TASK DIRECTIONS: Among the lines below, copy exactly those from the one with "filename src/config.rs" through the one with "pub const DEFAULT_PORT: u16 = 8000;", counting both ends.

═══ DATA

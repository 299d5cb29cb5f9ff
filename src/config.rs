//! Environment-driven configuration with safe defaults.
//!
//! A missing or malformed variable falls back to its default (or the sink's
//! "not configured" state); startup never fails on configuration.

use std::env;

pub const DEFAULT_PORT: u16 = 8000;
pub const DEFAULT_CREDENTIALS_FILE: &str = "credentials.json";
pub const DEFAULT_SHEET_NAME: &str = "Product Reviews Sentiment Analysis";
pub const DEFAULT_SHEETS_TIMEOUT_SECS: u64 = 15;

#[derive(Debug, Clone)]
pub struct Config {
    /// Listening port.
    pub port: u16,
    /// Path to a service-account credentials file.
    pub credentials_file: String,
    /// Inline service-account credentials blob, preferred over the file.
    pub credentials_json: Option<String>,
    /// Display name of the target spreadsheet.
    pub sheet_name: String,
    /// Email granted writer access when the spreadsheet is created.
    pub share_email: Option<String>,
    /// Upper bound on each Google API call.
    pub sheets_timeout_secs: u64,
}

impl Config {
    pub fn from_env() -> Self {
        Config {
            port: env::var("PORT")
                .ok()
                .and_then(|v| v.parse().ok())
                .unwrap_or(DEFAULT_PORT),
            credentials_file: env::var("GOOGLE_CREDENTIALS_FILE")
                .unwrap_or_else(|_| DEFAULT_CREDENTIALS_FILE.to_string()),
            credentials_json: env::var("GOOGLE_CREDENTIALS_JSON")
                .ok()
                .filter(|v| !v.trim().is_empty()),
            sheet_name: env::var("GOOGLE_SHEET_NAME")
                .unwrap_or_else(|_| DEFAULT_SHEET_NAME.to_string()),
            share_email: env::var("USER_EMAIL").ok().filter(|v| !v.trim().is_empty()),
            sheets_timeout_secs: env::var("SHEETS_TIMEOUT_SECS")
                .ok()
                .and_then(|v| v.parse().ok())
                .unwrap_or(DEFAULT_SHEETS_TIMEOUT_SECS),
        }
    }
}

impl Default for Config {
    fn default() -> Self {
        Config {
            port: DEFAULT_PORT,
            credentials_file: DEFAULT_CREDENTIALS_FILE.to_string(),
            credentials_json: None,
            sheet_name: DEFAULT_SHEET_NAME.to_string(),
            share_email: None,
            sheets_timeout_secs: DEFAULT_SHEETS_TIMEOUT_SECS,
        }
    }
}
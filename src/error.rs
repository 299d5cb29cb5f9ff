//! Error taxonomy for the review pipeline.
//!
//! Only validation, empty-source and total-assembly failures surface as HTTP
//! error responses. Sink faults stay inside [`crate::sheets`] and degrade to
//! a negative outcome flag in an otherwise successful response.

use axum::http::StatusCode;
use axum::response::{IntoResponse, Response};
use axum::Json;
use thiserror::Error;

/// Errors that escape to the HTTP boundary.
#[derive(Error, Debug)]
pub enum ApiError {
    #[error("Invalid product URL provided")]
    InvalidProductUrl,

    #[error("No reviews found for the provided URL")]
    NoReviewsFound,

    #[error("Failed to process any reviews")]
    ProcessingFailed,

    #[error(transparent)]
    Internal(#[from] anyhow::Error),
}

impl ApiError {
    fn status(&self) -> StatusCode {
        match self {
            ApiError::InvalidProductUrl => StatusCode::BAD_REQUEST,
            ApiError::NoReviewsFound => StatusCode::NOT_FOUND,
            ApiError::ProcessingFailed | ApiError::Internal(_) => {
                StatusCode::INTERNAL_SERVER_ERROR
            }
        }
    }
}

impl IntoResponse for ApiError {
    fn into_response(self) -> Response {
        let status = self.status();
        if status.is_server_error() {
            tracing::error!("Request failed: {self}");
        }
        let detail = match &self {
            ApiError::Internal(e) => format!("Internal server error: {e}"),
            other => other.to_string(),
        };
        let body = Json(serde_json::json!({ "detail": detail }));
        (status, body).into_response()
    }
}

/// Faults inside the Google Sheets sink. These never cross the HTTP boundary;
/// `persist` catches them and maps to a not-persisted outcome.
#[derive(Error, Debug)]
pub enum SheetsError {
    #[error("JWT signing failed: {0}")]
    Jwt(#[from] jsonwebtoken::errors::Error),

    #[error("Sheets API request failed: {0}")]
    Http(#[from] reqwest::Error),

    #[error("Unexpected API response: {0}")]
    Decode(#[from] serde_json::Error),
}
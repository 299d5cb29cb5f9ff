//! Turns raw corpus entries into finalized, sentiment-scored records.

use chrono::Utc;
use serde::{Deserialize, Serialize};
use utoipa::ToSchema;

use crate::corpus::RawReview;
use crate::sentiment::{self, SentimentLabel};
use crate::text;

/// A finalized review, the unit of the response batch.
#[derive(Debug, Clone, Serialize, Deserialize, ToSchema)]
pub struct ReviewRecord {
    pub product_name: String,
    pub review_text: String,
    pub rating: f64,
    pub sentiment_score: f64,
    pub sentiment_label: SentimentLabel,
    /// RFC 3339 timestamp captured when the record was emitted.
    pub timestamp: String,
}

/// Cleans, classifies and finalizes a batch of raw reviews.
///
/// Entries whose text cleans to empty are silently skipped; they are not
/// errors. Output order matches input order minus the skipped entries, so the
/// result never holds more records than the input and is empty only when
/// every entry was dropped.
pub fn assemble(entries: Vec<RawReview>, product_name: &str) -> Vec<ReviewRecord> {
    let mut records = Vec::with_capacity(entries.len());

    for entry in entries {
        let cleaned = text::clean_text(&entry.text);
        if cleaned.is_empty() {
            tracing::debug!("Dropping review that cleaned to empty");
            continue;
        }

        let sentiment = sentiment::classify(&cleaned);
        records.push(ReviewRecord {
            product_name: product_name.to_string(),
            review_text: cleaned,
            rating: f64::from(entry.rating),
            sentiment_score: sentiment.score,
            sentiment_label: sentiment.label,
            timestamp: Utc::now().to_rfc3339(),
        });
    }

    records
}

#[cfg(test)]
mod tests {
    use super::*;
    use crate::sentiment::label_for;

    fn raw(text: &str, rating: u8) -> RawReview {
        RawReview {
            text: text.to_string(),
            rating,
        }
    }

    #[test]
    fn test_preserves_input_order_around_dropped_entry() {
        let entries = vec![
            raw("Excellent product, love it!", 5),
            raw("@#$%", 3), // cleans to empty, must be skipped
            raw("Terrible quality, very disappointed.", 1),
        ];

        let records = assemble(entries, "Widget");

        assert_eq!(records.len(), 2);
        assert!(records[0].review_text.starts_with("Excellent"));
        assert!(records[1].review_text.starts_with("Terrible"));
    }

    #[test]
    fn test_never_returns_more_records_than_entries() {
        let entries = vec![raw("fine", 3), raw("good", 4)];
        assert!(assemble(entries, "Widget").len() <= 2);
    }

    #[test]
    fn test_empty_only_when_every_entry_failed() {
        let entries = vec![raw("***", 1), raw("@#$", 2), raw("   ", 3)];
        let records = assemble(entries, "Widget");
        assert!(records.is_empty());
    }

    #[test]
    fn test_empty_input_yields_empty_output() {
        assert!(assemble(Vec::new(), "Widget").is_empty());
    }

    #[test]
    fn test_record_fields() {
        let records = assemble(vec![raw("Amazing   product!", 5)], "Widget");

        assert_eq!(records.len(), 1);
        let record = &records[0];
        assert_eq!(record.product_name, "Widget");
        assert_eq!(record.review_text, "Amazing product!");
        assert_eq!(record.rating, 5.0);
        assert_eq!(record.sentiment_label, label_for(record.sentiment_score));
        assert!(!record.timestamp.is_empty());
    }
}
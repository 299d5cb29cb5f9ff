//! End-to-end tests driving the router with stubbed pipeline components.

use std::sync::Arc;

use async_trait::async_trait;
use axum::body::Body;
use axum::http::{header, Request, StatusCode};
use serde_json::{json, Value};
use tower::ServiceExt;

use review_sentiment_api::api::{self, AppState};
use review_sentiment_api::corpus::{RawReview, ReviewSource, SampleCorpus};
use review_sentiment_api::sentiment::label_for;
use review_sentiment_api::sheets::{ReviewSink, SinkOutcome};

/// Sink stub: never configured, never persists, never touches the network.
struct NoopSink;

#[async_trait]
impl ReviewSink for NoopSink {
    fn is_configured(&self) -> bool {
        false
    }

    async fn persist(&self, _records: &[review_sentiment_api::ReviewRecord]) -> SinkOutcome {
        SinkOutcome::skipped()
    }
}

/// Corpus stub returning a canned batch.
struct StubSource(Vec<RawReview>);

impl ReviewSource for StubSource {
    fn fetch(&self, _product_url: &str) -> Vec<RawReview> {
        self.0.clone()
    }

    fn product_name(&self) -> &str {
        "Stub Product"
    }
}

fn app_with(source: impl ReviewSource + 'static) -> axum::Router {
    let state = Arc::new(AppState {
        source: Arc::new(source),
        sink: Arc::new(NoopSink),
    });
    api::router(state)
}

fn scrape_request(body: Value) -> Request<Body> {
    Request::builder()
        .method("POST")
        .uri("/scrape")
        .header(header::CONTENT_TYPE, "application/json")
        .body(Body::from(body.to_string()))
        .expect("request should build")
}

async fn body_json(response: axum::response::Response) -> Value {
    let bytes = axum::body::to_bytes(response.into_body(), usize::MAX)
        .await
        .expect("body should be readable");
    serde_json::from_slice(&bytes).expect("body should be JSON")
}

#[tokio::test]
async fn test_scrape_returns_full_corpus_batch() {
    let app = app_with(SampleCorpus);

    let response = app
        .oneshot(scrape_request(json!({ "product_url": "https://example.com/x" })))
        .await
        .unwrap();

    assert_eq!(response.status(), StatusCode::OK);
    let body = body_json(response).await;

    assert_eq!(body["success"], json!(true));
    // The static corpus contains no all-punctuation entries, so every entry
    // survives cleaning.
    assert_eq!(body["total_reviews"], json!(50));
    assert_eq!(body["data"].as_array().unwrap().len(), 50);
    assert_eq!(body["google_sheets_saved"], json!(false));
    assert_eq!(body["sheet_url"], Value::Null);
    assert_eq!(
        body["message"],
        json!("Successfully scraped and processed 50 reviews")
    );

    let first = &body["data"][0];
    assert_eq!(first["product_name"], json!("Sample Electronics Product"));
    assert_eq!(first["rating"], json!(5.0));
    assert!(first["review_text"].as_str().unwrap().starts_with("Excellent"));

    // Every returned label must match its score per the threshold partition.
    for record in body["data"].as_array().unwrap() {
        let score = record["sentiment_score"].as_f64().unwrap();
        let label = record["sentiment_label"].as_str().unwrap();
        assert_eq!(label, label_for(score).to_string());
        assert!((-1.0..=1.0).contains(&score));
    }
}

#[tokio::test]
async fn test_scrape_with_empty_product_url_is_bad_request() {
    let app = app_with(SampleCorpus);

    let response = app
        .oneshot(scrape_request(json!({ "product_url": "" })))
        .await
        .unwrap();

    assert_eq!(response.status(), StatusCode::BAD_REQUEST);
    let body = body_json(response).await;
    assert_eq!(body["detail"], json!("Invalid product URL provided"));
}

#[tokio::test]
async fn test_scrape_with_blank_product_url_is_bad_request() {
    let app = app_with(SampleCorpus);

    let response = app
        .oneshot(scrape_request(json!({ "product_url": "   " })))
        .await
        .unwrap();

    assert_eq!(response.status(), StatusCode::BAD_REQUEST);
}

#[tokio::test]
async fn test_scrape_with_empty_source_is_not_found() {
    let app = app_with(StubSource(Vec::new()));

    let response = app
        .oneshot(scrape_request(json!({ "product_url": "https://example.com/x" })))
        .await
        .unwrap();

    assert_eq!(response.status(), StatusCode::NOT_FOUND);
    let body = body_json(response).await;
    assert_eq!(body["detail"], json!("No reviews found for the provided URL"));
}

#[tokio::test]
async fn test_scrape_with_all_entries_failing_is_server_error() {
    // Non-empty fetch where every entry cleans to empty: distinct from the
    // empty-source 404.
    let entries = vec![
        RawReview {
            text: "@@@".to_string(),
            rating: 3,
        },
        RawReview {
            text: "***".to_string(),
            rating: 4,
        },
    ];
    let app = app_with(StubSource(entries));

    let response = app
        .oneshot(scrape_request(json!({ "product_url": "https://example.com/x" })))
        .await
        .unwrap();

    assert_eq!(response.status(), StatusCode::INTERNAL_SERVER_ERROR);
    let body = body_json(response).await;
    assert_eq!(body["detail"], json!("Failed to process any reviews"));
}

#[tokio::test]
async fn test_scrape_drops_unclean_entries_but_keeps_order() {
    let entries = vec![
        RawReview {
            text: "Excellent product, love it!".to_string(),
            rating: 5,
        },
        RawReview {
            text: "@#$%".to_string(),
            rating: 3,
        },
        RawReview {
            text: "Terrible quality, very disappointed.".to_string(),
            rating: 1,
        },
    ];
    let app = app_with(StubSource(entries));

    let response = app
        .oneshot(scrape_request(json!({ "product_url": "https://example.com/x" })))
        .await
        .unwrap();

    assert_eq!(response.status(), StatusCode::OK);
    let body = body_json(response).await;

    assert_eq!(body["total_reviews"], json!(2));
    let data = body["data"].as_array().unwrap();
    assert!(data[0]["review_text"].as_str().unwrap().starts_with("Excellent"));
    assert!(data[1]["review_text"].as_str().unwrap().starts_with("Terrible"));
    assert_eq!(data[0]["product_name"], json!("Stub Product"));
}

#[tokio::test]
async fn test_health_reports_sink_state() {
    let app = app_with(SampleCorpus);

    let response = app
        .oneshot(Request::builder().uri("/health").body(Body::empty()).unwrap())
        .await
        .unwrap();

    assert_eq!(response.status(), StatusCode::OK);
    let body = body_json(response).await;
    assert_eq!(body["status"], json!("healthy"));
    assert_eq!(body["google_sheets"], json!("not_configured"));
    assert_eq!(body["service"], json!("Product Review Sentiment Scraper"));
    assert!(!body["timestamp"].as_str().unwrap().is_empty());
}

#[tokio::test]
async fn test_root_reports_service_metadata() {
    let app = app_with(SampleCorpus);

    let response = app
        .oneshot(Request::builder().uri("/").body(Body::empty()).unwrap())
        .await
        .unwrap();

    assert_eq!(response.status(), StatusCode::OK);
    let body = body_json(response).await;
    assert_eq!(body["status"], json!("active"));
    assert_eq!(body["google_sheets_configured"], json!(false));
    assert_eq!(body["endpoints"]["scrape"], json!("/scrape"));
    assert_eq!(body["endpoints"]["health"], json!("/health"));
}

══════

FINAL ANSWER:
filename src/config.rs
//! Environment-driven configuration with safe defaults.
//!
//! A missing or malformed variable falls back to its default (or the sink's
//! "not configured" state); startup never fails on configuration.

use std::env;

pub const DEFAULT_PORT: u16 = 8000;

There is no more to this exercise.